(Raw data begins)
//! Composed publish flow: primary upload, record creation, and the optional
//! thumbnail upload/attach cycle.
//!
//! Ordering is strict: the thumbnail cycle starts only after the primary
//! record exists, and the two are never run concurrently against the same
//! record. A thumbnail failure is a partial outcome, not an error; the
//! persisted primary record is never rolled back.

use std::sync::Arc;

use anyhow::Result;
use tidecast_core::models::{AuthContext, ContentKind, MediaRecord, ResourceKind};
use tidecast_core::{UploadError, UploaderConfig};
use validator::Validate;

use crate::attacher::{MetadataAttacher, RecordDetails};
use crate::client::{AppClient, Auth};
use crate::executor::UploadExecutor;
use crate::file::FileSource;
use crate::progress::{ProgressGauge, ProgressSink};

/// One piece of content to publish.
#[derive(Debug, Validate)]
pub struct MediaSubmission {
    pub kind: ContentKind,
    pub file: FileSource,
    #[validate(length(
        min = 1,
        max = 200,
        message = "Title must be between 1 and 200 characters"
    ))]
    pub title: String,
    #[validate(length(max = 2000, message = "Description must be at most 2000 characters"))]
    pub description: Option<String>,
    pub folder: Option<String>,
    /// Optional custom thumbnail, uploaded after the primary record exists.
    pub thumbnail: Option<FileSource>,
}

/// Result of a publish. The partial case is a distinct variant so callers
/// cannot forget to check it.
#[derive(Debug)]
pub enum PublishOutcome {
    /// Record persisted; thumbnail attached too if one was supplied.
    Complete(MediaRecord),
    /// Record persisted but the supplied thumbnail did not make it; the
    /// record's thumbnail fields remain unset.
    ThumbnailFailed {
        record: MediaRecord,
        error: UploadError,
    },
}

impl PublishOutcome {
    pub fn record(&self) -> &MediaRecord {
        match self {
            PublishOutcome::Complete(record) => record,
            PublishOutcome::ThumbnailFailed { record, .. } => record,
        }
    }

    pub fn is_complete(&self) -> bool {
        matches!(self, PublishOutcome::Complete(_))
    }
}

pub struct Publisher {
    executor: UploadExecutor,
    attacher: MetadataAttacher,
}

impl Publisher {
    pub fn new(config: &UploaderConfig, auth: Auth) -> Result<Self> {
        let executor = UploadExecutor::new(config)?;
        let app = AppClient::new(config, auth)?;
        Ok(Self {
            executor,
            attacher: MetadataAttacher::new(app),
        })
    }

    pub fn from_parts(executor: UploadExecutor, attacher: MetadataAttacher) -> Self {
        Self { executor, attacher }
    }

    /// Publish one submission: upload the primary file, create its record,
    /// then upload and attach the thumbnail if one was supplied.
    ///
    /// Each transfer reports to its own sink; the caller composes the two
    /// streams (e.g. two progress bars).
    #[tracing::instrument(
        skip(self, auth, submission, primary_progress, thumbnail_progress),
        fields(kind = %submission.kind, owner_id = %auth.user_id)
    )]
    pub async fn publish(
        &self,
        auth: &AuthContext,
        submission: MediaSubmission,
        primary_progress: Arc<dyn ProgressSink>,
        thumbnail_progress: Arc<dyn ProgressSink>,
    ) -> Result<PublishOutcome, UploadError> {
        submission
            .validate()
            .map_err(|e| UploadError::InvalidInput(format!("Validation error: {}", e)))?;

        let MediaSubmission {
            kind,
            file,
            title,
            description,
            folder,
            thumbnail,
        } = submission;

        let primary_gauge = ProgressGauge::new(primary_progress);
        let asset = self
            .executor
            .execute(
                &file,
                kind.resource_kind(),
                folder.as_deref(),
                Some(kind.accepted_mime_prefix()),
                &primary_gauge,
            )
            .await?;

        primary_gauge.persisting();
        let details = RecordDetails {
            title,
            description,
            folder: folder.clone(),
        };
        let record = match self.attacher.attach_primary(auth, kind, &asset, details).await {
            Ok(record) => record,
            Err(e) => {
                primary_gauge.failed();
                return Err(e);
            }
        };
        primary_gauge.done();

        let Some(thumbnail_file) = thumbnail else {
            return Ok(PublishOutcome::Complete(record));
        };

        let thumb_gauge = ProgressGauge::new(thumbnail_progress);
        let thumb_asset = match self
            .executor
            .execute(
                &thumbnail_file,
                ResourceKind::Image,
                folder.as_deref(),
                Some("image/"),
                &thumb_gauge,
            )
            .await
        {
            Ok(asset) => asset,
            Err(error) => {
                tracing::warn!(
                    record_id = %record.id,
                    error = %error,
                    "Thumbnail upload failed; record kept without thumbnail"
                );
                return Ok(PublishOutcome::ThumbnailFailed { record, error });
            }
        };

        thumb_gauge.persisting();
        match self
            .attacher
            .attach_secondary(kind, record.id, &thumb_asset)
            .await
        {
            Ok(updated) => {
                thumb_gauge.done();
                Ok(PublishOutcome::Complete(updated))
            }
            Err(error) => {
                thumb_gauge.failed();
                tracing::warn!(
                    record_id = %record.id,
                    error = %error,
                    "Thumbnail attach failed; record kept without thumbnail"
                );
                Ok(PublishOutcome::ThumbnailFailed { record, error })
            }
        }
    }
}
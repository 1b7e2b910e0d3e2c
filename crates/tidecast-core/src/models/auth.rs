//! Caller identity passed through the pipeline.
//!
//! The platform delegates authentication to an external identity provider;
//! components receive an `AuthContext` capability object rather than reading
//! a module-level session singleton.

use serde::{Deserialize, Serialize};
use uuid::Uuid;

#[derive(Debug, Clone, Copy, PartialEq, Eq, Serialize, Deserialize)]
#[serde(rename_all = "lowercase")]
pub enum Role {
    Member,
    Admin,
}

/// Identity and role of the user driving an upload or engagement action.
#[derive(Debug, Clone, Copy)]
pub struct AuthContext {
    pub user_id: Uuid,
    pub role: Role,
}

impl AuthContext {
    pub fn new(user_id: Uuid, role: Role) -> Self {
        Self { user_id, role }
    }

    pub fn is_admin(&self) -> bool {
        self.role == Role::Admin
    }
}
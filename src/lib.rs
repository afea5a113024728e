// SPDX-License-Identifier: MIT
// © 2025–2026 Christopher Liu

//! # TwinMotor Firmware
//!
//! Firmware for a two-motor drive built on a TB6612FNG dual H-bridge and a Raspberry Pi Pico
//! (RP2040). Two potentiometers set the motor speeds and two push buttons step each motor through
//! `STOPPED -> FORWARD -> STOPPED -> BACKWARD`.
//!
//! Button edges are handled in the GPIO interrupt, which only sets flags; the main loop drains
//! them, toggles directions, and rewrites speeds.
//!
//! ## Crate Structure
//!
//! | Module | Purpose |
//! | ------ | -------- |
//! | [`input`] | Button flags, debouncing, edge handlers |
//! | [`motors`] | Per-motor direction state machine and speed command |
//! | [`drivers`] | TB6612FNG channel and standby line |
//! | [`control`] | Front/back dispatch and the main-loop step |
//! | [`hw`] | RP2040 wrappers: LED, ADC, pins, UART logger |
//! | [`config`] | Pin map and tunables |
//!
//! ## Getting Started
//!
//! Run the unit tests on the host:
//!
//! ```bash
//! cargo test --lib
//! ```
//!
//! Flash the board (BOOTSEL held):
//!
//! ```bash
//! cargo run --release --target thumbv6m-none-eabi
//! ```
//!
//! ## License
//!
//! Licensed under the **MIT License**.
//! See the `LICENSE` file in the repository root for full terms.
//!
//! © 2025–2026 Christopher Liu

#![cfg_attr(not(test), no_std)]

pub mod config;
pub mod control;
pub mod drivers;
pub mod error;
pub mod hw;
pub mod input;
pub mod motors;

#[cfg(test)]
mod mock;

pub use error::ConfigError;
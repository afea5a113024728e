// SPDX-License-Identifier: MIT
// © 2025–2026 Christopher Liu

//! Pin definitions for the Raspberry Pi Pico driving a TB6612FNG module.
//!
//! GPIO numbers must match [`crate::config::PICO`], which carries the same assignments as
//! runtime identities.

use rp2040_hal::gpio::{
    bank0::{Gpio0, Gpio1, Gpio26, Gpio27, Gpio4, Gpio8},
    DynPinId, FunctionNull, FunctionSioInput, FunctionSioOutput, FunctionUart, Pin, Pins,
    PullDown, PullNone,
};

/// Push-pull output with its pin number erased so both motors share one type.
pub type OutPin = Pin<DynPinId, FunctionSioOutput, PullDown>;
/// Pull-down button input.
pub type ButtonPin = Pin<DynPinId, FunctionSioInput, PullDown>;
pub type PotPinFront = Pin<Gpio27, FunctionSioInput, PullNone>;
pub type PotPinBack = Pin<Gpio26, FunctionSioInput, PullNone>;
pub type UartTx = Pin<Gpio0, FunctionUart, PullDown>;
pub type UartRx = Pin<Gpio1, FunctionUart, PullDown>;

/// All board pins. Construct this once at startup using:
///
/// ```ignore
/// let raw = Pins::new(pac.IO_BANK0, pac.PADS_BANK0, sio.gpio_bank0, &mut pac.RESETS);
/// let pins = BoardPins::new(raw);
/// ```
pub struct BoardPins {
    pub led: OutPin,
    pub uart0: Uart0Pins,
    pub front: FrontMotorPins,
    pub back: BackMotorPins,
    pub standby: OutPin,
    pub buttons: ButtonPins,
    pub pots: PotPins,
}

/// Debug UART
pub struct Uart0Pins {
    pub tx: UartTx,
    pub rx: UartRx,
}

/// Channel A: PWMA on PWM slice 2 channel A
pub struct FrontMotorPins {
    pub pwm: Pin<Gpio4, FunctionNull, PullDown>,
    pub in1: OutPin,
    pub in2: OutPin,
}

/// Channel B: PWMB on PWM slice 4 channel A
pub struct BackMotorPins {
    pub pwm: Pin<Gpio8, FunctionNull, PullDown>,
    pub in1: OutPin,
    pub in2: OutPin,
}

pub struct ButtonPins {
    pub front: ButtonPin,
    pub back: ButtonPin,
}

pub struct PotPins {
    pub front: PotPinFront,
    pub back: PotPinBack,
}

impl BoardPins {
    pub fn new(pins: Pins) -> Self {
        Self {
            led: pins.gpio25.into_push_pull_output().into_dyn_pin(),

            uart0: Uart0Pins {
                tx: pins.gpio0.into_function(),
                rx: pins.gpio1.into_function(),
            },

            front: FrontMotorPins {
                pwm: pins.gpio4,
                in1: pins.gpio5.into_push_pull_output().into_dyn_pin(),
                in2: pins.gpio6.into_push_pull_output().into_dyn_pin(),
            },

            back: BackMotorPins {
                pwm: pins.gpio8,
                in1: pins.gpio9.into_push_pull_output().into_dyn_pin(),
                in2: pins.gpio10.into_push_pull_output().into_dyn_pin(),
            },

            standby: pins.gpio15.into_push_pull_output().into_dyn_pin(),

            buttons: ButtonPins {
                front: pins.gpio17.into_pull_down_input().into_dyn_pin(),
                back: pins.gpio16.into_pull_down_input().into_dyn_pin(),
            },

            pots: PotPins {
                front: pins.gpio27.into_floating_input(),
                back: pins.gpio26.into_floating_input(),
            },
        }
    }
}
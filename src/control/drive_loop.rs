// SPDX-License-Identifier: MIT
// © 2025–2026 Christopher Liu

//! One iteration of the main polling loop.
//!
//! Drains button presses into direction toggles, then rewrites motor speeds from the
//! potentiometers when something changed. Small potentiometer drift inside the deadband does not
//! cause a write.
//!
//! Typical usage pattern:
//!
//! ```ignore
//! let mut drive = DriveLoop::new(config.speed_deadband);
//!
//! loop {
//!     let (front, back) = pots.read();
//!     drive.step(&BUTTONS, &mut motors, front, back);
//!     timer.delay_ms(config.loop_period_ms);
//! }
//! ```

use embedded_hal::digital::OutputPin;

use crate::control::dual_motor::{DualMotorController, SpeedCommand};
use crate::drivers::MotorOutput;
use crate::input::ButtonInputController;

/// Default potentiometer deadband in 16-bit speed units.
pub const DEFAULT_DEADBAND: u16 = 1000;

/// Returns true if `a` and `b` are within `delta` of each other.
#[inline]
pub fn close_enough(a: u16, b: u16, delta: u16) -> bool {
    a.abs_diff(b) <= delta
}

#[derive(Debug)]
pub struct DriveLoop {
    deadband: u16,
    updates: u32,
}

impl DriveLoop {
    pub fn new(deadband: u16) -> Self {
        Self {
            deadband,
            updates: 0,
        }
    }

    /// Run one iteration with fresh potentiometer samples.
    ///
    /// Returns true if speeds were written to the motors.
    pub fn step<const N: usize, S, F, B>(
        &mut self,
        buttons: &ButtonInputController<N>,
        motors: &mut DualMotorController<S, F, B>,
        front_sample: u16,
        back_sample: u16,
    ) -> bool
    where
        S: OutputPin,
        F: MotorOutput,
        B: MotorOutput,
    {
        let toggled = buttons.drain_changes(|id| {
            motors.toggle_direction(id);
        });

        let drifted = |commanded: Option<u16>, sample: u16| {
            commanded.is_some_and(|speed| !close_enough(speed, sample, self.deadband))
        };
        let front_moved = drifted(motors.front().map(|m| m.speed()), front_sample);
        let back_moved = drifted(motors.back().map(|m| m.speed()), back_sample);

        if toggled == 0 && !front_moved && !back_moved {
            return false;
        }

        motors.change_speed(SpeedCommand {
            speed: None,
            front: Some(u32::from(front_sample)),
            back: Some(u32::from(back_sample)),
        });
        self.updates = self.updates.wrapping_add(1);
        log::debug!("speed update #{}: front={} back={}", self.updates, front_sample, back_sample);
        true
    }

    /// Number of speed writes so far.
    #[inline]
    pub fn updates(&self) -> u32 {
        self.updates
    }
}

impl Default for DriveLoop {
    fn default() -> Self {
        Self::new(DEFAULT_DEADBAND)
    }
}

#[cfg(test)]
mod tests {
    use super::*;
    use crate::drivers::{DriveSignals, Standby};
    use crate::input::{ButtonState, ControlId, Debouncer, InputId};
    use crate::mock::RecordingPin;
    use crate::motors::{Direction, MotorDirectionState};

    const FRONT: ControlId = ControlId::new(4);
    const BACK: ControlId = ControlId::new(8);

    #[derive(Default)]
    struct Recorder {
        last: Option<DriveSignals>,
    }

    impl MotorOutput for Recorder {
        fn apply(&mut self, signals: DriveSignals) {
            self.last = Some(signals);
        }
    }

    fn buttons() -> ButtonInputController<2> {
        ButtonInputController::new(
            [
                ButtonState::new(InputId::new(17), FRONT),
                ButtonState::new(InputId::new(16), BACK),
            ],
            Debouncer::default(),
        )
    }

    fn motors() -> DualMotorController<RecordingPin, Recorder, Recorder> {
        DualMotorController::new(
            Standby::new(RecordingPin::default()),
            Some(MotorDirectionState::new(FRONT, Recorder::default()).unwrap()),
            Some(MotorDirectionState::new(BACK, Recorder::default()).unwrap()),
        )
    }

    #[test]
    fn close_enough_is_inclusive() {
        assert!(close_enough(5000, 6000, 1000));
        assert!(close_enough(6000, 5000, 1000));
        assert!(!close_enough(5000, 6001, 1000));
    }

    #[test]
    fn idle_loop_writes_nothing() {
        let b = buttons();
        let mut m = motors();
        let mut drive = DriveLoop::default();

        assert!(!drive.step(&b, &mut m, 800, 0));
        assert_eq!(drive.updates(), 0);
    }

    #[test]
    fn pending_press_toggles_and_writes() {
        let b = buttons();
        let mut m = motors();
        let mut drive = DriveLoop::default();
        b.button(FRONT).unwrap().set_change(true);

        assert!(drive.step(&b, &mut m, 300, 200));

        assert_eq!(m.direction_of(FRONT), Some(Direction::Forward));
        assert_eq!(m.direction_of(BACK), Some(Direction::Stopped));
        assert_eq!(m.front().unwrap().signals().magnitude, 300);
        assert_eq!(m.back().unwrap().speed(), 200);
        assert!(!b.button(FRONT).unwrap().has_change());
    }

    #[test]
    fn drift_beyond_deadband_writes() {
        let b = buttons();
        let mut m = motors();
        let mut drive = DriveLoop::new(1000);

        assert!(drive.step(&b, &mut m, 0, 1001));
        assert_eq!(m.speed_of(BACK), Some(1001));

        assert!(!drive.step(&b, &mut m, 0, 1500));
        assert_eq!(m.speed_of(BACK), Some(1001));
    }

    #[test]
    fn busy_button_does_not_block_drain() {
        let b = buttons();
        let mut m = motors();
        let mut drive = DriveLoop::default();
        let front = b.button(FRONT).unwrap();
        front.set_change(true);
        front.set_busy(true);

        drive.step(&b, &mut m, 0, 0);

        assert_eq!(m.direction_of(FRONT), Some(Direction::Forward));
        assert!(front.is_busy());
    }
}
// SPDX-License-Identifier: MIT
// © 2025–2026 Christopher Liu

//! # Motor State
//!
//! Per-motor direction and speed state that sits above the H-bridge drivers in `drivers`.
//!
//! ## Modules
//!
//! - [`direction`] - Direction and heading enums, direction-to-signal mapping.
//! - [`motor_state`] - Toggle state machine and speed command for one motor.

pub mod direction;
pub mod motor_state;

pub use direction::{Direction, Heading};
pub use motor_state::MotorDirectionState;
// SPDX-License-Identifier: MIT
// © 2025–2026 Christopher Liu

//! Board configuration: pin assignments and tunables.
//!
//! The GPIO numbers here double as the identities the firmware passes alongside each pin handle.
//! `main.rs` wires the matching typed pins from `hw::pins`; keep the two in step when rewiring.
//!
//! ## Raspberry Pi Pico wiring
//!
//! | Signal | GPIO |
//! | ------ | ---- |
//! | PWMA / AIN1 / AIN2 (front) | 4 / 5 / 6 |
//! | PWMB / BIN1 / BIN2 (back) | 8 / 9 / 10 |
//! | STBY | 15 |
//! | Front / back button | 17 / 16 |
//! | Front / back potentiometer | 27 / 26 |
//! | Status LED | 25 |

use log::LevelFilter;

use crate::error::ConfigError;
use crate::input::button::MAX_GPIO;
use crate::input::{ButtonState, ControlId, InputId};

/// First GPIO with an ADC input.
pub const FIRST_ADC_GPIO: u8 = 26;

/// Pico on-board crystal.
pub const XTAL_FREQ_HZ: u32 = 12_000_000;

/// Debug UART baud rate.
pub const UART_BAUD: u32 = 115_200;

/// One H-bridge channel.
#[derive(Copy, Clone, Debug, Eq, PartialEq)]
pub struct MotorPins {
    pub pwm: u8,
    pub in1: u8,
    pub in2: u8,
}

impl MotorPins {
    /// Control identity for this channel and its button.
    #[inline]
    pub const fn control(&self) -> ControlId {
        ControlId::new(self.pwm)
    }
}

#[derive(Copy, Clone, Debug, Eq, PartialEq)]
pub struct DriveConfig {
    pub front: MotorPins,
    pub back: MotorPins,
    pub standby: u8,
    pub front_button: u8,
    pub back_button: u8,
    pub front_pot: u8,
    pub back_pot: u8,
    pub led: u8,

    /// Debounce window, in milliseconds.
    pub debounce_ms: u32,
    pub pwm_frequency_hz: u32,
    /// Potentiometer change (16-bit units) that triggers a speed rewrite.
    pub speed_deadband: u16,
    pub loop_period_ms: u32,
    pub log_level: LevelFilter,
}

/// Raspberry Pi Pico driving one TB6612FNG module.
pub const PICO: DriveConfig = DriveConfig {
    front: MotorPins {
        pwm: 4,
        in1: 5,
        in2: 6,
    },
    back: MotorPins {
        pwm: 8,
        in1: 9,
        in2: 10,
    },
    standby: 15,
    front_button: 17,
    back_button: 16,
    front_pot: 27,
    back_pot: 26,
    led: 25,
    debounce_ms: 50,
    pwm_frequency_hz: 10_000,
    speed_deadband: 1000,
    loop_period_ms: 1000,
    log_level: LevelFilter::Info,
};

impl DriveConfig {
    /// Button table for the input controller, front first.
    pub const fn buttons(&self) -> [ButtonState; 2] {
        [
            ButtonState::new(InputId::new(self.front_button), self.front.control()),
            ButtonState::new(InputId::new(self.back_button), self.back.control()),
        ]
    }

    fn pins(&self) -> [u8; 11] {
        [
            self.front.pwm,
            self.front.in1,
            self.front.in2,
            self.back.pwm,
            self.back.in1,
            self.back.in2,
            self.standby,
            self.front_button,
            self.back_button,
            self.front_pot,
            self.back_pot,
        ]
    }

    /// Check every pin exists, is used once, and that tunables are usable.
    pub fn validate(&self) -> Result<(), ConfigError> {
        let pins = self.pins();
        for (i, &pin) in pins.iter().chain(core::iter::once(&self.led)).enumerate() {
            if pin > MAX_GPIO {
                return Err(ConfigError::InvalidPin { pin });
            }
            if pins[..i.min(pins.len())].contains(&pin) {
                return Err(ConfigError::DuplicatePin { pin });
            }
        }

        for pot in [self.front_pot, self.back_pot] {
            if pot < FIRST_ADC_GPIO {
                return Err(ConfigError::NotAnalogPin { pin: pot });
            }
        }

        if self.debounce_ms == 0 {
            return Err(ConfigError::ZeroDebounceWindow);
        }
        if self.pwm_frequency_hz == 0 {
            return Err(ConfigError::InvalidPwmFrequency {
                hz: self.pwm_frequency_hz,
            });
        }
        Ok(())
    }

    /// PWM wrap value giving `pwm_frequency_hz` at `sys_hz` with a divider of 1.
    pub fn pwm_top(&self, sys_hz: u32) -> Result<u16, ConfigError> {
        let err = ConfigError::InvalidPwmFrequency {
            hz: self.pwm_frequency_hz,
        };
        let periods = sys_hz.checked_div(self.pwm_frequency_hz).ok_or(err)?;
        periods
            .checked_sub(1)
            .and_then(|top| u16::try_from(top).ok())
            .filter(|&top| top > 0)
            .ok_or(err)
    }
}

#[cfg(test)]
mod tests {
    use super::*;

    #[test]
    fn pico_config_is_valid() {
        assert_eq!(PICO.validate(), Ok(()));
    }

    #[test]
    fn buttons_follow_their_motors() {
        let [front, back] = PICO.buttons();
        assert_eq!(front.input(), InputId::new(17));
        assert_eq!(front.control(), ControlId::new(4));
        assert_eq!(back.input(), InputId::new(16));
        assert_eq!(back.control(), ControlId::new(8));
    }

    #[test]
    fn rejects_missing_gpio() {
        let mut cfg = PICO;
        cfg.back.in2 = 30;
        assert_eq!(cfg.validate(), Err(ConfigError::InvalidPin { pin: 30 }));
    }

    #[test]
    fn rejects_shared_pins() {
        let mut cfg = PICO;
        cfg.back_button = cfg.front_button;
        assert_eq!(cfg.validate(), Err(ConfigError::DuplicatePin { pin: 17 }));

        let mut cfg = PICO;
        cfg.led = cfg.standby;
        assert_eq!(cfg.validate(), Err(ConfigError::DuplicatePin { pin: 15 }));
    }

    #[test]
    fn rejects_digital_pot_pin() {
        let mut cfg = PICO;
        cfg.front_pot = 20;
        assert_eq!(cfg.validate(), Err(ConfigError::NotAnalogPin { pin: 20 }));
    }

    #[test]
    fn rejects_zero_tunables() {
        let mut cfg = PICO;
        cfg.debounce_ms = 0;
        assert_eq!(cfg.validate(), Err(ConfigError::ZeroDebounceWindow));

        let mut cfg = PICO;
        cfg.pwm_frequency_hz = 0;
        assert_eq!(cfg.validate(), Err(ConfigError::InvalidPwmFrequency { hz: 0 }));
    }

    #[test]
    fn pwm_top_at_125_mhz() {
        assert_eq!(PICO.pwm_top(125_000_000), Ok(12_499));
    }

    #[test]
    fn pwm_top_must_fit_16_bits() {
        let mut cfg = PICO;
        cfg.pwm_frequency_hz = 100;
        assert!(cfg.pwm_top(125_000_000).is_err());

        cfg.pwm_frequency_hz = 0;
        assert!(cfg.pwm_top(125_000_000).is_err());
    }
}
(Raw data ends)
State how many lines in the data include the string "PullNone". Nothing else belongs in the reply.

== Result for this task ==
3